Tellingly, Zawahiri sees Ghaly’s “Group for the Support of Islam and Muslims” as a success in this regard, as it has unified the jihadists’ ranks and supposedly thwarted their enemies machinations.
Tensions in Zawahiri’s critique
There is a tension between Zawahiri’s critique and his own previous guidance. It is well known, for instance, that Zawahiri ordered Al Nusrah Front not to directly attack America “so that the real battle is not confused.” First and foremost, he wanted Al Nusrah to be perceived as an anti-Assad force. Other al Qaeda actors in Syria, including those who worked with Al Nusrah, likely have plotted against the US. But Zawahiri did not want Al Nusrah to be blamed for any anti-Western terrorism — at least at first. This guidance reflected al Qaeda’s own understanding that a direct confrontation with America from Syrian soil would likely further jeopardize their efforts within the insurgency. This is roughly the same position that Zawahiri is now criticizing.
Al Qaeda also sought to obstruct its hand in the Syrian insurgency from the beginning. In 2013, Zawahiri even chastised Julani for openly announcing his al Qaeda links.
In May 2016, Zawahiri stressed that the unity of the mujahideen was a matter of “life and death.” So much so that organizational “affiliations” should not be “an obstacle” to achieving this goal, Zawahiri insisted. “We in al Qaeda have not accepted pledges of allegiance except those given gladly, nor have we forced them upon anyone,” Zawahiri said at the time.

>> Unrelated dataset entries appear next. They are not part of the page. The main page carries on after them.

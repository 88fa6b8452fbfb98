//! Operator commands and their replies
//!
//! The console front end (menu text, wireless transport) lives outside the
//! core. It turns whatever the operator typed into a [`Command`] and prints
//! the [`CommandStatus`] it gets back.

use crate::config::LoggingMode;
use crate::error::TrackerError;
use crate::rtc::TimeAdjustment;
use crate::storage::{FileName, DATA_LOG_FILE, FIX_LOG_FILE};
use crate::time::{DateTime, TimeZone};
use crate::time_manager::SyncStatus;
use crate::transmit::TransmitReport;

/// Which file a transmission takes its bytes from.
#[derive(Debug, Clone, PartialEq, Eq)]
pub enum TransmitSource {
    /// The compact fix log; the usual choice.
    FixLog,
    DataLog,
    File(FileName),
}

impl TransmitSource {
    pub fn file_name(&self) -> &str {
        match self {
            TransmitSource::FixLog => FIX_LOG_FILE,
            TransmitSource::DataLog => DATA_LOG_FILE,
            TransmitSource::File(name) => name.as_str(),
        }
    }
}

#[derive(Debug, Clone, PartialEq, Eq)]
pub enum Command {
    Start,
    Stop,
    SetLoggingMode(LoggingMode),
    SetSessionDuration { minutes: u16 },
    SetPowerInterval { ms: u32 },
    SetGnssInterval { ms: u32 },
    SetStatusInterval { ms: u32 },
    SetSyncInterval { ms: u32 },
    SetTimeZone(TimeZone),
    AdjustTime(TimeAdjustment),
    SyncTime,
    Transmit(TransmitSource),
    DeleteFile(FileName),
    FileSize(FileName),
}

#[derive(Debug, Clone, PartialEq)]
pub enum CommandStatus {
    Done,
    /// Start while already logging, or stop while idle.
    NoChange,
    TimeSet(DateTime),
    TimeZoneSet(TimeZone),
    Synced(SyncStatus),
    FileSize { name: FileName, bytes: u32 },
    Transmitted(TransmitReport),
    Failed(TrackerError),
}

impl CommandStatus {
    pub fn is_ok(&self) -> bool {
        match self {
            CommandStatus::Failed(_) => false,
            CommandStatus::Synced(status) => status.is_success(),
            _ => true,
        }
    }

    pub fn failed(e: impl Into<TrackerError>) -> Self {
        CommandStatus::Failed(e.into())
    }
}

Today, however, Zawahiri apparently has a different view.
There is likely much we don’t know about the jihadists’ infighting in Syria. But Zawahiri clearly does not think their efforts to unite their ranks have fully succeeded.
Thomas Joscelyn is a Senior Fellow at the Foundation for Defense of Democracies and the Senior Editor for FDD’s Long War Journal.